È giusto? Proprio per niente,
anzi è un erroraccio!
I verbi estrapolare e interpolare
appartengono al lessico della statistica. I dati statistici sono rilevati entro
un intervallo di osservazione, per punti discreti. Ad esempio, posso disporre
della statistica del numero dei residenti in Italia al 1° gennaio degli anni
dal 1951 al 2022. Se mi serve sapere il numero dei residenti al 1° di ogni mese
di ciascun anno, devo interpolare, cioè INSERIRE, tra i valori rilevati dei valori
stimati. Viceversa, se voglio prevedere l’andamento della popolazione residente
al 1° gennaio dei prossimi anni, devo estrapolare, cioè ESTENDERE, i valori
rilevati oltre il 2022, con opportune stime.

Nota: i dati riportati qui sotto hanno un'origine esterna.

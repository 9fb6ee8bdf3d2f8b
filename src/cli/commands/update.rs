//! `passvault update` — rename a vault or folder, or replace an entry.

use crate::cli::path::TargetPath;
use crate::cli::{open_storage, output, prompt_line, prompt_password, prompt_secret, Cli};
use crate::errors::{PassVaultError, Result};
use crate::storage::Storage;
use crate::vault::{Entry, EntryKind};

/// Execute the `update` command.
pub fn execute(cli: &Cli, path: &str) -> Result<()> {
    let target = TargetPath::parse(path)?;
    let storage = open_storage(cli)?;

    match target {
        TargetPath::Vault { vault } => rename_vault(&storage, &vault),
        TargetPath::Folder { vault, folder } => rename_folder(&storage, &vault, &folder),
        TargetPath::Entry {
            vault,
            folder,
            entry,
        } => update_entry(&storage, &vault, &folder, &entry),
    }
}

/// Rename a vault, moving its backing file.
fn rename_vault(storage: &Storage, old_name: &str) -> Result<()> {
    let password = prompt_password()?;
    let new_name = prompt_line("New vault name")?;

    storage.rename_vault(old_name, &new_name, password.as_bytes())?;

    output::success(&format!("Vault '{old_name}' renamed to '{new_name}'"));
    Ok(())
}

/// Rename a folder inside a vault.
fn rename_folder(storage: &Storage, vault_name: &str, folder_name: &str) -> Result<()> {
    let password = prompt_password()?;
    let mut vault = storage.load_vault(vault_name, password.as_bytes())?;

    // Fail before prompting if the folder is missing.
    vault.get_folder(folder_name)?;

    let new_name = prompt_line("New folder name")?;
    vault.rename_folder(folder_name, &new_name)?;
    storage.save_vault(&vault, password.as_bytes())?;

    output::success(&format!(
        "Folder '{folder_name}' renamed to '{new_name}' in '{vault_name}'"
    ));
    Ok(())
}

/// Replace an entry's name and contents, keeping its variant.
fn update_entry(
    storage: &Storage,
    vault_name: &str,
    folder_name: &str,
    entry_name: &str,
) -> Result<()> {
    let password = prompt_password()?;
    let mut vault = storage.load_vault(vault_name, password.as_bytes())?;

    let kind = vault.get_entry(folder_name, entry_name)?.kind();

    let new_name = prompt_line("New entry name")?;
    if new_name != entry_name && vault.entry_exists(folder_name, &new_name) {
        return Err(PassVaultError::DuplicateName(format!(
            "entry '{new_name}' in folder '{folder_name}'"
        )));
    }

    let new_entry = match kind {
        EntryKind::Credential => {
            let username = prompt_line("New username")?;
            let entry_password = prompt_secret("New password")?;
            Entry::credential(username, entry_password.as_str())
        }
        EntryKind::Note => {
            let text = prompt_line("New note contents")?;
            Entry::note(text)
        }
    };

    let folder = vault.get_folder_mut(folder_name)?;
    // Delete first so re-using the same name does not trip the
    // duplicate check; the new-name collision was checked above.
    folder.delete_entry(entry_name);
    folder.add_entry(new_name.as_str(), new_entry)?;
    storage.save_vault(&vault, password.as_bytes())?;

    output::success(&format!(
        "Entry '{entry_name}' updated in '{vault_name}/{folder_name}'"
    ));
    Ok(())
}
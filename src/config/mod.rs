//! Configuration module.

pub mod settings;

pub use settings::Settings;
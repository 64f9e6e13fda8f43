//! Consistent response envelope for all API endpoints.
//!
//! Every response is wrapped in either [`ApiResponse`] (success) or
//! [`ApiErrorResponse`] (error), ensuring a uniform JSON shape. Error codes
//! distinguish a missing vehicle (`VEHICLE_NOT_FOUND`) from a registered
//! vehicle with no rows yet (`NO_DATA`).

use axum::http::StatusCode;
use axum::response::{IntoResponse, Response};
use chrono::Utc;
use serde::Serialize;

/// Metadata included in every response.
#[derive(Debug, Serialize)]
pub struct ResponseMeta {
    pub timestamp: String,
    pub version: &'static str,
}

impl Default for ResponseMeta {
    fn default() -> Self {
        Self {
            timestamp: Utc::now().to_rfc3339(),
            version: "1",
        }
    }
}

/// Successful response: `{ "data": T, "meta": { ... } }`
#[derive(Debug, Serialize)]
pub struct ApiResponse<T: Serialize> {
    pub data: T,
    pub meta: ResponseMeta,
}

impl<T: Serialize> ApiResponse<T> {
    pub fn ok(data: T) -> Response {
        Self::with_status(StatusCode::OK, data)
    }

    pub fn created(data: T) -> Response {
        Self::with_status(StatusCode::CREATED, data)
    }

    fn with_status(status: StatusCode, data: T) -> Response {
        let body = Self {
            data,
            meta: ResponseMeta::default(),
        };
        (status, axum::Json(body)).into_response()
    }
}

/// Error detail inside [`ApiErrorResponse`].
#[derive(Debug, Serialize)]
pub struct ErrorDetail {
    pub code: String,
    pub message: String,
}

/// Error response: `{ "error": { "code": "...", "message": "..." }, "meta": { ... } }`
#[derive(Debug, Serialize)]
pub struct ApiErrorResponse {
    pub error: ErrorDetail,
    pub meta: ResponseMeta,
}

impl ApiErrorResponse {
    fn build(status: StatusCode, code: &str, msg: impl Into<String>) -> Response {
        let body = Self {
            error: ErrorDetail {
                code: code.to_string(),
                message: msg.into(),
            },
            meta: ResponseMeta::default(),
        };
        (status, axum::Json(body)).into_response()
    }

    /// 404 for an id that is not in the vehicle registry.
    pub fn vehicle_not_found(vehicle_id: u64) -> Response {
        Self::build(
            StatusCode::NOT_FOUND,
            "VEHICLE_NOT_FOUND",
            format!("vehicle {vehicle_id} not found"),
        )
    }

    /// 404 for a registered vehicle that has no rows in the requested stream.
    pub fn no_data(msg: impl Into<String>) -> Response {
        Self::build(StatusCode::NOT_FOUND, "NO_DATA", msg)
    }

    pub fn bad_request(msg: impl Into<String>) -> Response {
        Self::build(StatusCode::BAD_REQUEST, "BAD_REQUEST", msg)
    }

    pub fn storage(msg: impl Into<String>) -> Response {
        Self::build(StatusCode::INTERNAL_SERVER_ERROR, "STORAGE_ERROR", msg)
    }
}

#[cfg(test)]
mod tests {
    use super::*;

    #[tokio::test]
    async fn test_ok_response_shape() {
        let resp = ApiResponse::ok(serde_json::json!({"hello": "world"}));
        assert_eq!(resp.status(), StatusCode::OK);

        let bytes = axum::body::to_bytes(resp.into_body(), usize::MAX)
            .await
            .unwrap();
        let v: serde_json::Value = serde_json::from_slice(&bytes).unwrap();
        assert!(v.get("data").is_some());
        assert!(v.get("meta").is_some());
        assert_eq!(v["meta"]["version"], "1");
    }

    #[tokio::test]
    async fn test_not_found_codes_are_distinguishable() {
        let resp = ApiErrorResponse::vehicle_not_found(42);
        assert_eq!(resp.status(), StatusCode::NOT_FOUND);
        let bytes = axum::body::to_bytes(resp.into_body(), usize::MAX)
            .await
            .unwrap();
        let v: serde_json::Value = serde_json::from_slice(&bytes).unwrap();
        assert_eq!(v["error"]["code"], "VEHICLE_NOT_FOUND");

        let resp = ApiErrorResponse::no_data("no readings yet");
        assert_eq!(resp.status(), StatusCode::NOT_FOUND);
        let bytes = axum::body::to_bytes(resp.into_body(), usize::MAX)
            .await
            .unwrap();
        let v: serde_json::Value = serde_json::from_slice(&bytes).unwrap();
        assert_eq!(v["error"]["code"], "NO_DATA");
    }
}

L’interpolazione è tanto più
semplice quanto più ristretto è l’intervallo in cui inserire i valori stimati.
Molto più complessa è l’estrapolazione, dove in genere si sviluppano più stime,
in base a diverse ipotesi di scenario evolutivo, con un’affidabilità via via
minore quanto più si estende l’intervallo di stima.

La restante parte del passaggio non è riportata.